Este blogue tem conteúdo adulto. Quem quiser continuar é risco próprio; quem não quiser ler as parvoíces que aqui estão patentes, só tem uma solução.

terça-feira, 17 de fevereiro de 2015

Reflexo

Quando me vi pela manhã ao espelho já não reconheci o reflexo de mim mesmo. Aquele sorriso nos lábios que na anterior noite seria a maior característica facial, estava agora completamente desaparecido. O que teria se passado durante aquelas horas de sonhos confusos? Que motivos seriam a causa da perda daquele que é um dos maiores sinais de felicidade?


sexta-feira, 6 de fevereiro de 2015

Mais do mesmo?


CHEGA!!!


quarta-feira, 4 de fevereiro de 2015

Frio

Procuro nas letras uma forma de aquecer os dedos, que se encontram tão frios como a minha vontade usual de escrever. Parece que o inverno deu sinal de vida, fazendo-me recordar outros invernos em que o frio era presença constante assim que a chuva amainava. O sol lá tenta aquecer um pouco o ambiente mas a frente fria não deixa os raios prosseguirem o seu trabalho.

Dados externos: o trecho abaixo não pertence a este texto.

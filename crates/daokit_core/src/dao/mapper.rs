//! Statement-mapper backend.
//!
//! # Responsibility
//! - Keep a registry of named SQL statements written with `#{name}`
//!   placeholders, resolved by `{verb}{Entity}` ids such as `findBet`.
//! - Bind parameter maps built from explicit column-name / column-value
//!   arrays.
//!
//! # Invariants
//! - Statement ids are identifiers (`[A-Za-z_][A-Za-z0-9_]*`).
//! - Every placeholder of a statement must be present in the parameter map.
//! - Reads run read-only; writes run in a read-write unit of work.

use super::error::{DaoError, DaoResult};
use super::mapping::{checked_values, require_id, require_identifier, RowMapped, TableMapping};
use super::reduce::reduce_single;
use super::unit_of_work::{TransactionScope, TxMode, UnitOfWork};
use super::{traced, Dao};
use crate::db::DataSource;
use crate::model::entity::EntityId;
use once_cell::sync::Lazy;
use regex::Regex;
use rusqlite::types::{ToSql, Value};
use rusqlite::Connection;
use std::collections::{BTreeMap, HashMap};
use std::marker::PhantomData;

const BACKEND: &str = "mapper";

static STATEMENT_ID_RE: Lazy<Regex> = Lazy::new(|| {
    Regex::new(r"^[A-Za-z_][A-Za-z0-9_]*$").expect("statement id regex must compile")
});

static PLACEHOLDER_RE: Lazy<Regex> = Lazy::new(|| {
    Regex::new(r"#\{\s*([A-Za-z_][A-Za-z0-9_]*)\s*\}").expect("placeholder regex must compile")
});

/// Named statement parameters.
pub type ParamMap = BTreeMap<String, Value>;

/// Builds the statement id for `verb` on `entity`, e.g. `findAllBet`.
pub fn statement_id(verb: &str, entity: &str) -> String {
    format!("{verb}{entity}")
}

/// Zips column names with values into a parameter map.
///
/// # Errors
/// - `Mapping` when the arrays are empty or differ in length.
pub fn param_map(columns: &[&str], values: Vec<Value>) -> DaoResult<ParamMap> {
    if columns.is_empty() || columns.len() != values.len() {
        return Err(DaoError::mapping(format!(
            "{} column names do not match {} column values",
            columns.len(),
            values.len()
        )));
    }
    Ok(columns
        .iter()
        .map(|column| (*column).to_string())
        .zip(values)
        .collect())
}

/// Parameter map of an entity: data columns plus its (possibly null) identifier.
pub fn entity_params<T: RowMapped>(entity: &T) -> DaoResult<ParamMap> {
    let mapping = T::mapping();
    let mut params = param_map(mapping.columns, checked_values(entity)?)?;
    let id = entity.id().map_or(Value::Null, Value::Integer);
    params.insert(mapping.id_column.to_string(), id);
    Ok(params)
}

/// Statement compiled from a `#{name}` template.
#[derive(Debug, Clone, PartialEq, Eq)]
pub struct Statement {
    sql: String,
    params: Vec<String>,
    bindings: Vec<String>,
}

impl Statement {
    fn compile(template: &str) -> DaoResult<Self> {
        let mut params: Vec<String> = Vec::new();
        for captures in PLACEHOLDER_RE.captures_iter(template) {
            let name = captures[1].to_string();
            if !params.contains(&name) {
                params.push(name);
            }
        }

        let sql = PLACEHOLDER_RE.replace_all(template, ":$1").into_owned();
        if sql.contains("#{") {
            return Err(DaoError::mapping(format!(
                "malformed placeholder in statement `{template}`"
            )));
        }
        let bindings = params.iter().map(|name| format!(":{name}")).collect();
        Ok(Self {
            sql,
            params,
            bindings,
        })
    }

    /// SQL with `#{name}` rewritten to `:name`.
    pub fn sql(&self) -> &str {
        &self.sql
    }

    /// Placeholder names in first-use order.
    pub fn params(&self) -> &[String] {
        &self.params
    }
}

/// Registry of named statements.
#[derive(Debug, Clone, Default)]
pub struct StatementRegistry {
    statements: HashMap<String, Statement>,
}

impl StatementRegistry {
    pub fn new() -> Self {
        Self::default()
    }

    /// Registry with `find`, `findAll`, `create`, `update`, and `delete`
    /// statements for the mapped table.
    pub fn for_table(mapping: &TableMapping) -> DaoResult<Self> {
        let mut registry = Self::new();
        let entity = mapping.entity;
        let select_list = mapping.select_list();
        let id = mapping.id_column;

        registry.register(
            &statement_id("find", entity),
            &format!(
                "SELECT {select_list} FROM {} WHERE {id} = #{{{id}}}",
                mapping.table
            ),
        )?;
        registry.register(
            &statement_id("findAll", entity),
            &format!("SELECT {select_list} FROM {} ORDER BY {id}", mapping.table),
        )?;
        registry.register(
            &statement_id("create", entity),
            &format!(
                "INSERT INTO {} ({id}, {}) VALUES (#{{{id}}}, {})",
                mapping.table,
                mapping.columns.join(", "),
                placeholders(mapping.columns).join(", ")
            ),
        )?;
        registry.register(
            &statement_id("update", entity),
            &format!(
                "UPDATE {} SET {} WHERE {id} = #{{{id}}}",
                mapping.table,
                mapping
                    .columns
                    .iter()
                    .zip(placeholders(mapping.columns))
                    .map(|(column, placeholder)| format!("{column} = {placeholder}"))
                    .collect::<Vec<_>>()
                    .join(", ")
            ),
        )?;
        registry.register(
            &statement_id("delete", entity),
            &format!("DELETE FROM {} WHERE {id} = #{{{id}}}", mapping.table),
        )?;

        Ok(registry)
    }

    /// Compiles and stores a statement, replacing any previous one with the id.
    pub fn register(&mut self, id: &str, template: &str) -> DaoResult<()> {
        if !STATEMENT_ID_RE.is_match(id) {
            return Err(DaoError::mapping(format!("invalid statement id `{id}`")));
        }
        let statement = Statement::compile(template)?;
        self.statements.insert(id.to_string(), statement);
        Ok(())
    }

    pub fn contains(&self, id: &str) -> bool {
        self.statements.contains_key(id)
    }

    pub fn get(&self, id: &str) -> DaoResult<&Statement> {
        self.statements
            .get(id)
            .ok_or_else(|| DaoError::mapping(format!("unknown statement `{id}`")))
    }
}

fn placeholders(columns: &[&str]) -> Vec<String> {
    columns
        .iter()
        .map(|column| format!("#{{{column}}}"))
        .collect()
}

/// Statement executor bound to the connection of one unit of work.
pub struct StatementMapper<'c> {
    conn: &'c Connection,
    registry: &'c StatementRegistry,
}

impl<'c> StatementMapper<'c> {
    pub fn new(conn: &'c Connection, registry: &'c StatementRegistry) -> Self {
        Self { conn, registry }
    }

    pub fn select_list<T: RowMapped>(&self, id: &str, params: &ParamMap) -> DaoResult<Vec<T>> {
        let statement = self.registry.get(id)?;
        let bound = bind(statement, params)?;
        let mut stmt = self.conn.prepare(statement.sql())?;
        let rows = stmt.query_map(bound.as_slice(), |row| T::from_row(row))?;
        let entities = rows.collect::<rusqlite::Result<Vec<_>>>()?;
        Ok(entities)
    }

    pub fn select_one<T: RowMapped>(&self, id: &str, params: &ParamMap) -> DaoResult<Option<T>> {
        reduce_single(T::mapping().entity, self.select_list(id, params)?)
    }

    /// Runs an insert statement and returns the row id it produced.
    pub fn insert(&self, id: &str, params: &ParamMap) -> DaoResult<EntityId> {
        self.execute(id, params)?;
        Ok(self.conn.last_insert_rowid())
    }

    pub fn update(&self, id: &str, params: &ParamMap) -> DaoResult<usize> {
        self.execute(id, params)
    }

    pub fn delete(&self, id: &str, params: &ParamMap) -> DaoResult<usize> {
        self.execute(id, params)
    }

    fn execute(&self, id: &str, params: &ParamMap) -> DaoResult<usize> {
        let statement = self.registry.get(id)?;
        let bound = bind(statement, params)?;
        let mut stmt = self.conn.prepare(statement.sql())?;
        let changed = stmt.execute(bound.as_slice())?;
        Ok(changed)
    }
}

fn bind<'s, 'p>(
    statement: &'s Statement,
    params: &'p ParamMap,
) -> DaoResult<Vec<(&'s str, &'p dyn ToSql)>> {
    statement
        .params
        .iter()
        .zip(&statement.bindings)
        .map(|(name, binding)| {
            let value = params
                .get(name)
                .ok_or_else(|| DaoError::mapping(format!("missing statement parameter `{name}`")))?;
            Ok((binding.as_str(), value as &dyn ToSql))
        })
        .collect()
}

/// DAO adapter over [`StatementMapper`].
pub struct MapperDao<'a, T> {
    uow: UnitOfWork<'a>,
    registry: StatementRegistry,
    _entity: PhantomData<fn() -> T>,
}

impl<'a, T: RowMapped> MapperDao<'a, T> {
    pub fn new(source: &'a DataSource, registry: StatementRegistry) -> Self {
        Self {
            uow: UnitOfWork::new(source),
            registry,
            _entity: PhantomData,
        }
    }

    pub fn with_scope(
        source: &'a DataSource,
        scope: &'a TransactionScope,
        registry: StatementRegistry,
    ) -> Self {
        Self {
            uow: UnitOfWork::in_scope(source, scope),
            registry,
            _entity: PhantomData,
        }
    }

    pub fn registry(&self) -> &StatementRegistry {
        &self.registry
    }

    pub fn execute_single_result(&self, id: &str, params: &ParamMap) -> DaoResult<Option<T>> {
        traced(BACKEND, "single_result", T::mapping().entity, || {
            self.in_mapper(TxMode::ReadOnly, |mapper| mapper.select_one(id, params))
        })
    }

    pub fn execute_result_list(&self, id: &str, params: &ParamMap) -> DaoResult<Vec<T>> {
        traced(BACKEND, "result_list", T::mapping().entity, || {
            self.in_mapper(TxMode::ReadOnly, |mapper| mapper.select_list(id, params))
        })
    }

    fn in_mapper<R>(
        &self,
        mode: TxMode,
        action: impl FnOnce(&StatementMapper<'_>) -> DaoResult<R>,
    ) -> DaoResult<R> {
        self.uow.execute(mode, |conn| {
            action(&StatementMapper::new(conn, &self.registry))
        })
    }

    fn id_params(id: EntityId) -> ParamMap {
        ParamMap::from([(T::mapping().id_column.to_string(), Value::Integer(id))])
    }

    fn verb(verb: &str) -> String {
        statement_id(verb, T::mapping().entity)
    }
}

impl<T: RowMapped> Dao<T> for MapperDao<'_, T> {
    fn find_one(&self, id: Option<EntityId>) -> DaoResult<Option<T>> {
        traced(BACKEND, "find_one", T::mapping().entity, || {
            let id = require_id::<T>(id)?;
            self.in_mapper(TxMode::ReadOnly, |mapper| {
                mapper.select_one(&Self::verb("find"), &Self::id_params(id))
            })
        })
    }

    fn save(&self, entity: &T) -> DaoResult<T> {
        traced(BACKEND, "save", T::mapping().entity, || {
            let params = entity_params(entity)?;
            self.in_mapper(TxMode::ReadWrite, |mapper| {
                let id = mapper.insert(&Self::verb("create"), &params)?;
                Ok(entity.clone().with_id(id))
            })
        })
    }

    fn update(&self, entity: &T) -> DaoResult<T> {
        traced(BACKEND, "update", T::mapping().entity, || {
            let id = require_identifier(entity, "update")?;
            let params = entity_params(entity)?;
            self.in_mapper(TxMode::ReadWrite, |mapper| {
                mapper
                    .select_one::<T>(&Self::verb("find"), &Self::id_params(id))?
                    .ok_or_else(|| DaoError::not_found(T::mapping().entity, id))?;
                mapper.update(&Self::verb("update"), &params)?;
                Ok(entity.clone())
            })
        })
    }

    fn delete(&self, entity: &T) -> DaoResult<()> {
        traced(BACKEND, "delete", T::mapping().entity, || {
            let id = require_identifier(entity, "delete")?;
            self.in_mapper(TxMode::ReadWrite, |mapper| {
                let changed = mapper.delete(&Self::verb("delete"), &Self::id_params(id))?;
                if changed == 0 {
                    return Err(DaoError::not_found(T::mapping().entity, id));
                }
                Ok(())
            })
        })
    }

    fn get_all(&self) -> DaoResult<Vec<T>> {
        traced(BACKEND, "get_all", T::mapping().entity, || {
            self.in_mapper(TxMode::ReadOnly, |mapper| {
                mapper.select_list(&Self::verb("findAll"), &ParamMap::new())
            })
        })
    }
}

#[cfg(test)]
mod tests {
    use super::{param_map, statement_id, Statement, StatementRegistry};
    use rusqlite::types::Value;

    #[test]
    fn compiles_placeholders_to_named_parameters() {
        let statement =
            Statement::compile("SELECT * FROM bet WHERE team1 = #{team1} AND team2 = #{ team2 } OR team1 = #{team1}")
                .unwrap();
        assert_eq!(
            statement.sql(),
            "SELECT * FROM bet WHERE team1 = :team1 AND team2 = :team2 OR team1 = :team1"
        );
        assert_eq!(
            statement.params().to_vec(),
            vec!["team1".to_string(), "team2".to_string()]
        );
    }

    #[test]
    fn rejects_malformed_placeholder_and_statement_id() {
        assert!(Statement::compile("SELECT * FROM bet WHERE id = #{1id}").is_err());
        let mut registry = StatementRegistry::new();
        assert!(registry.register("find bet", "SELECT 1").is_err());
        assert!(registry.get("findBet").is_err());
    }

    #[test]
    fn param_map_requires_matching_arrays() {
        assert!(param_map(&["team1", "team2"], vec![Value::Null]).is_err());
        assert!(param_map(&[], Vec::new()).is_err());
        let params = param_map(&["team1"], vec![Value::Text("a".to_string())]).unwrap();
        assert_eq!(params.get("team1"), Some(&Value::Text("a".to_string())));
    }

    #[test]
    fn statement_ids_join_verb_and_entity() {
        assert_eq!(statement_id("findAll", "Bet"), "findAllBet");
    }
}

As letras foram trocadas pelo cheiro das aparas de madeira, que todas as tardes da semana ficam presas à minha camisola, calças, cabelo e cujo pó cobre as lentes dos óculos, fazendo-me perder a visão momentaneamente. Passo as finais horas dos dias de volta da minha pseudo-carpintaria, criando novas formas de diversão. É o "bicho carpinteiro" que está presente no DNA, em cada célula que em mim existe.

Afasto-me das pessoas, preferindo a companhia do meu canito, que de quando em vez, passa o limite da soleira da porta e vem-me visitar, como se de um amigo se tratasse e quantas vezes como se não me visse há tanto tempo. Um ladrar meio abafado, uma lambidela na mão, uma fugida repentina.

Lembro de quem todos os dias luta pelos seus sonhos e eu aqui sozinho no meu canto, suspendendo todos os meus próprios sonhos só por causa da minha necessidade de criar novos objectos, talvez uma desculpa para não ultrapassar alguns medos e me aventurar. Tantas vezes já pensei no assunto que chego sempre à mesma conclusão. Não vale a pena grandes planos, há que deixar a vida correr ao seu próprio ritmo.

Não é desta que aqueço os dedos o suficiente. Talvez porque o jeito para a escrita esteja um pouco desvanecido, provavelmente uma consequência do próprio frio que se faz sentir lá fora. Esse frio que se sente na pele, mas que às vezes parece trespassar todos o corpo e alojar-se no mais íntimo do meu ser.